Reese is the child I am absolutely the hardest on. He needed to be built up and reminded of his greatness especially on his bad days, to be shown how to be self aware and confident. He needed to be reminded that he was still a growing boy and beyond that, height is never the true measure of a person.

As parents, we love each one of our children with the same fierceness, but the relationships with each are different. It became clear to me that as his mom, I needed to step my game up. 

I thought about the different love languages and how we can apply them to our children too. Words of affirmation is definitely one of Reese’s languages. Though I tell each one of my kids I love them and how smart, kind and amazing they are every day, he needed more.

I decided I would read something to him that I wrote when he was about 1 year old. 

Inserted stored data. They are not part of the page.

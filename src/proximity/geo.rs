//! Great-circle distance

use chrono::{DateTime, Utc};
use serde::{Deserialize, Serialize};

use crate::constants::EARTH_RADIUS_M;

/// A WGS-84 coordinate in degrees
#[derive(Debug, Clone, Copy, PartialEq, Serialize, Deserialize)]
pub struct GeoPoint {
    pub latitude: f64,
    pub longitude: f64,
}

impl GeoPoint {
    pub fn new(latitude: f64, longitude: f64) -> Self {
        Self { latitude, longitude }
    }

    /// Finite and inside the valid latitude/longitude ranges
    pub fn is_valid(&self) -> bool {
        self.latitude.is_finite()
            && self.longitude.is_finite()
            && (-90.0..=90.0).contains(&self.latitude)
            && (-180.0..=180.0).contains(&self.longitude)
    }

    /// Haversine distance in meters
    pub fn distance_to(&self, other: &GeoPoint) -> f64 {
        haversine_m(self, other)
    }
}

/// Haversine great-circle distance in meters on a spherical Earth
pub fn haversine_m(a: &GeoPoint, b: &GeoPoint) -> f64 {
    let lat1 = a.latitude.to_radians();
    let lat2 = b.latitude.to_radians();
    let dlat = lat2 - lat1;
    let dlon = (b.longitude - a.longitude).to_radians();

    let h = (dlat / 2.0).sin().powi(2) + lat1.cos() * lat2.cos() * (dlon / 2.0).sin().powi(2);
    2.0 * EARTH_RADIUS_M * h.sqrt().min(1.0).asin()
}

/// One self-position fix from the position source
#[derive(Debug, Clone, Copy, PartialEq, Serialize, Deserialize)]
pub struct Position {
    pub point: GeoPoint,
    pub timestamp: DateTime<Utc>,
}

impl Position {
    pub fn new(point: GeoPoint, timestamp: DateTime<Utc>) -> Self {
        Self { point, timestamp }
    }

    /// Fix taken now
    pub fn now(latitude: f64, longitude: f64) -> Self {
        Self::new(GeoPoint::new(latitude, longitude), Utc::now())
    }
}
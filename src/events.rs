//! Listener registry
//!
//! Each subscriber owns an unbounded queue, so emitting never blocks the
//! capture or receive loop and every subscriber sees events in emission
//! order. Dropping the [`Subscription`] unsubscribes.

use dashmap::DashMap;
use std::sync::{Arc, Weak};
use tokio::sync::mpsc;
use uuid::Uuid;

type SubscriberMap<E> = DashMap<Uuid, mpsc::UnboundedSender<E>>;

/// Fan-out of session events to any number of subscribers
pub struct Listeners<E> {
    subscribers: Arc<SubscriberMap<E>>,
}

impl<E: Clone + Send + 'static> Listeners<E> {
    pub fn new() -> Self {
        Self {
            subscribers: Arc::new(DashMap::new()),
        }
    }

    /// Register a new subscriber
    pub fn subscribe(&self) -> Subscription<E> {
        let (tx, rx) = mpsc::unbounded_channel();
        let id = Uuid::new_v4();
        self.subscribers.insert(id, tx);
        Subscription {
            id,
            rx,
            registry: Arc::downgrade(&self.subscribers),
        }
    }

    /// Deliver `event` to every live subscriber
    pub fn emit(&self, event: E) {
        let mut dead = Vec::new();
        for entry in self.subscribers.iter() {
            if entry.value().send(event.clone()).is_err() {
                dead.push(*entry.key());
            }
        }
        for id in dead {
            self.subscribers.remove(&id);
        }
    }

    pub fn subscriber_count(&self) -> usize {
        self.subscribers.len()
    }
}

impl<E: Clone + Send + 'static> Default for Listeners<E> {
    fn default() -> Self {
        Self::new()
    }
}

/// Handle to one subscriber's event queue
pub struct Subscription<E> {
    id: Uuid,
    rx: mpsc::UnboundedReceiver<E>,
    registry: Weak<SubscriberMap<E>>,
}

impl<E> Subscription<E> {
    pub fn id(&self) -> Uuid {
        self.id
    }

    /// Wait for the next event. Returns `None` once the session is gone.
    pub async fn recv(&mut self) -> Option<E> {
        self.rx.recv().await
    }

    /// Next event if one is already queued
    pub fn try_recv(&mut self) -> Option<E> {
        self.rx.try_recv().ok()
    }

    /// Drain everything currently queued
    pub fn drain(&mut self) -> Vec<E> {
        let mut events = Vec::new();
        while let Ok(event) = self.rx.try_recv() {
            events.push(event);
        }
        events
    }

    /// Explicitly stop receiving events
    pub fn unsubscribe(self) {}
}

impl<E> Drop for Subscription<E> {
    fn drop(&mut self) {
        if let Some(registry) = self.registry.upgrade() {
            registry.remove(&self.id);
        }
    }
}

#[cfg(test)]
mod tests {
    use super::*;

    #[test]
    fn test_events_arrive_in_order() {
        let listeners = Listeners::new();
        let mut a = listeners.subscribe();
        let mut b = listeners.subscribe();

        for i in 0..5 {
            listeners.emit(i);
        }

        assert_eq!(a.drain(), vec![0, 1, 2, 3, 4]);
        assert_eq!(b.drain(), vec![0, 1, 2, 3, 4]);
    }

    #[test]
    fn test_unsubscribe_removes_entry() {
        let listeners = Listeners::<u8>::new();
        let a = listeners.subscribe();
        let _b = listeners.subscribe();
        assert_eq!(listeners.subscriber_count(), 2);

        a.unsubscribe();
        assert_eq!(listeners.subscriber_count(), 1);
        listeners.emit(1);
    }

    #[tokio::test]
    async fn test_recv_ends_when_registry_dropped() {
        let listeners = Listeners::new();
        let mut sub = listeners.subscribe();
        listeners.emit("hello");
        drop(listeners);

        assert_eq!(sub.recv().await, Some("hello"));
        assert_eq!(sub.recv().await, None);
    }
}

“He is the single flame of wild amber flashing between static shores. He is the “such a sweet kid” known to cry when his twin sister eludes him in the plastic pandemonium of the laundry basket or when his rubber bath toys are swept away in whirlpools spawned by tiny hands. He murmurs breathy fragmented words in his sleep (patterns only I can understand) then he bangs his wrists against the wood of his crib when the sunlight trickles across his cheek in the morning, a muffled clanging between our paper walls, this is my wake-up call. He sometimes laughs as though it’s the only way to breathe, gulping air like a drowning man with his wild hair bouncing with each giggle. He holds on tightly to my finger for balance as we stroll slowly under the relentless sun, he’s pointing at each wildflower and yelling his own version of “BIRD” towards the sky. When I hear him now, in his raspy voice he renames me mama, my hands knot the same way they did on the day he finally came home, in a rigid cocoon of blue wool and baby powder, this peculiar eggshell who was born with fight and wonder, to be handled with all the sensitivity of cotton candy melting in the sultry humidity. My beautiful strong baby boy. My little Hercules.”

He was quiet and his eyes were tearing. We talked about how he came home from the hospital a day after Riley because he was having trouble breathing and he decided it was because he was a gentleman.  “Ladies first,” he said. YES! My heart soared and my emotional intelligence kicked in.

It’s always going to be a work in progress and I won’t always completely succeed… but here we go, my OLDEST baby.

Turning the false negatives into positives.

I’ll do my very best to never again let you forget your worth.

to my child 

Have you ever thought about the love languages and using them in all of your relationships, namely parent child? What love languages apply to your children?